With sticker price of 75k in 2010, the same vehicle can be picked-up four years and 30,000 miles later for about $40,000. With 50,000 miles, the price dips into the low 30k range. In other words, for a car that has just been broken in, a person can pay 47% of the sticker price by waiting a few years.
5. Volkswagen Phaeton W12
The Phaeton W12 was Volkswagen´s´s attempt to do luxury. The sticker price was an eye-popping $95,000. While it is assumed that the Phaeton would have done well in terms of sales if another manufacturer — one with a reputation for selling high-end sedans — had produced that car, it failed miserably, an unfortunate fact considering that the Phaeton turned out to be a very reliable and stylish car. However, only ten years later, the price of the Phaeton has dropped to a staggering $10,000 used. That is an 89.5% drop in value in 10 years.
6. Mercedes-Benz SL65 AMG
Mercedes-Benz is known for its ability to produce fine luxury sedans, but the SL65 AMG is a roadster that performs as well as any other in the market. Not only are is this roadster elusively fast, they are produced in exclusively low numbers. However, that has not seemed to help the SL65 AMG maintain the value of its sticker price.

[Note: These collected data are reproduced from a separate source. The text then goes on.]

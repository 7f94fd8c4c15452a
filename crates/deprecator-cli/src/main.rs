use anyhow::Context;
use deprecator_cli::{init_tracing, parse, ArgsError, Invocation, STARTUP_FAILURE};
use std::process::ExitCode;

fn main() -> ExitCode {
    init_tracing();

    let invocation = match parse(std::env::args_os()) {
        Ok(invocation) => invocation,
        Err(ArgsError::Clap(e)) => e.exit(),
        Err(e) => {
            eprintln!("error: {e}");
            return ExitCode::from(STARTUP_FAILURE);
        }
    };

    match run(invocation) {
        Ok(code) => code,
        Err(e) => {
            eprintln!("error: {e:#}");
            ExitCode::from(STARTUP_FAILURE)
        }
    }
}

fn run(invocation: Invocation) -> anyhow::Result<ExitCode> {
    let Invocation { jobs, config, json } = invocation;
    let summary = deprecator_core::run(jobs, config).context("failed to start the worker pool")?;

    if json {
        println!("{}", summary.to_json().context("failed to serialize the run summary")?);
    }
    for failed in summary.jobs.iter().filter(|outcome| !outcome.is_success()) {
        eprintln!(
            "failed: {}: {}",
            failed.input.display(),
            failed.error().unwrap_or_default()
        );
    }

    Ok(if summary.is_success() {
        ExitCode::SUCCESS
    } else {
        ExitCode::FAILURE
    })
}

In 2009, this vehicle cost $250,000 per. Today, any 2009 SL65 AMG with more than 5,000 has already lost $60,000 in value. A 2009 with 40,000 miles has already lost $150,000 of value. One with 50,000 miles can be had for $90,000. That equates to a loss of 64% of its sticker price in five years or roughly 13% annually.
7. Aston Martin Rapide
Aston Martin — arguably — defines roadsters and has for decades, generations even. However, Aston Martin is gaining a reputation for selling re-sale-lemons, the Rapide in particular. While the Ripide seems to have all the bells and whistles of every other Rapide, just a lower sticker price — ironic since it is still over $200,000.
To understand just how poorly the Rapide resells, consider the 2011. It cost an even 200k three years ago. Today, anyone paying over $120,000 for a 2011 with more than 10,000 miles is making a mistake. That means in three years, the value of a Ripide falls $80,000 or 40% of its value. That is 13.3% annually every year for the first three.
8. Porsche Cayenne Turbo
Renowned for their high-end roadsters and sports cars, Porsche has recently done well with their version of an SUV. However, those people who have purchased the Cayenne have not faired as well when deciding to trade-in or sell their Porsche SUV. To get an idea of just how dramatically fast a Porsche Cayenne loses value, consider the 2009.

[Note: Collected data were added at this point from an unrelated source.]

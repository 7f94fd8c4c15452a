//! Deprecator transformers
//!
//! Everything that turns an archive into its deprecated counterpart:
//!
//! - [`marker`]: whether a declaration needs a marker, and what the marker is
//! - [`binary`]: marks compiled code units
//! - [`hierarchy`]: classpath-aware type hierarchy for override metadata
//! - [`source`]: marks declarations in source units
//! - [`scratch`]: self-removing staging directories
//! - [`pipeline`]: archive-in, archive-out drivers for both modes
//!
//! # Example
//!
//! ```rust,ignore
//! use deprecator_transform::{process_source_archive, SourceTransformer};
//!
//! let transformer = SourceTransformer::new(Some("Use the v2 API."));
//! let report = process_source_archive(input, output, &transformer)?;
//! println!("{} declarations marked", report.declarations.newly_marked());
//! ```

#![warn(unreachable_pub)]
#![allow(missing_docs)]

pub mod binary;
pub mod error;
pub mod hierarchy;
pub mod marker;
pub mod pipeline;
pub mod report;
pub mod scratch;
pub mod source;

pub use binary::{is_code_unit, BinaryTransformer, CodeUnit};
pub use error::{TransformError, TransformResult};
pub use hierarchy::{ClassInfo, ClasspathHierarchy, InheritanceProvider, MethodSignature};
pub use marker::{build_marker, should_mark, DocTag, Marker, MarkerMode, DEFAULT_MESSAGE, DEPRECATED_DESCRIPTOR};
pub use pipeline::{ensure_distinct, process_binary_archive, process_source_archive};
pub use report::{ArchiveReport, Category, MarkCounts, UnitReport};
pub use scratch::{delete_recursively, scratch_path, ScratchDir};
pub use source::{is_source_unit, DeclarationKind, KindError, KindFilter, SourceTransformer};

/// Version of this crate
pub const VERSION: &str = env!("CARGO_PKG_VERSION");
//! Deprecator class-file model
//!
//! A lossless, mutable view of a compiled class:
//!
//! - [`ClassFile`]: header, constant pool, members and attributes
//! - [`ConstantPool`]: append-only pool with `Utf8`/`Class` interning
//! - [`Annotated`]: read and append runtime-visible annotations
//! - [`ClassFormat`]: the newest class-file version the reader accepts
//!
//! # Example
//!
//! ```rust,ignore
//! use deprecator_classfile::{Annotated, ClassFile, ClassFormat};
//!
//! let mut class = ClassFile::parse(&bytes, ClassFormat::default())?;
//! let ClassFile { constant_pool, methods, .. } = &mut class;
//! for method in methods.iter_mut() {
//!     method.add_visible_annotation(constant_pool, "Ljava/lang/Deprecated;")?;
//! }
//! let rewritten = class.to_bytes()?;
//! ```

#![warn(unreachable_pub)]
#![allow(missing_docs)]

mod bytes;

pub mod annotation;
pub mod class_file;
pub mod constant_pool;
pub mod error;
pub mod format;

pub use annotation::{add_visible_annotation, visible_annotations, Annotated, Annotation};
pub use class_file::{Attribute, ClassFile, Member, ACC_PRIVATE, ACC_STATIC};
pub use constant_pool::{Constant, ConstantPool};
pub use error::{ClassFileError, ClassFileResult};
pub use format::ClassFormat;

/// Version of this crate
pub const VERSION: &str = env!("CARGO_PKG_VERSION");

The resale value of a 2009 Cayenne S Turbo is in the neighborhood of $45,000. Three years before, the Turbo cost upwards of $70,000. In other words, each month a Cayenne S Turbo is driven it depreciates in value by about $600.
9. BMW X5
Unfortunately, BMW has made it onto the list twice. Again, while BMW makes incredibly fine vehicles and they seem to last forever, their resale value is not up to par with other vehicles in the luxury class. One of the best examples of the worse of BMW resale value — vehicle value depreciation — is the X5.
In 2011, an X5 cost upwards of $60,000. The same vehicle can now be purchased for as low as $30,000. In other words, in 36 months, the X5 has lost $30,000 worth of value. That means the vehicle has already lost 50% of its value 24 months before its 5 year, 50,000 warranty is up.
10. Cadillac Escalade
The Cadillac Escalade is an extremely popular vehicle that has done well by its manufacturer with regard to sales in its 15 year run. However, it has done far less to earn money for those attempting to sell it used. In fact, of all the value-depreciation culprits, it may be the worse of any.
A 2010 Cadillac Escalade can be picked up for as low as $25,000 if a person is willing to purchase a vehicle with over 100,000 miles. What makes that shocking is that the depreciation in the four years prior had to be $1,000 per month in order for that to happen. That is because the sticker price of a 2012 Escalade was $65,000.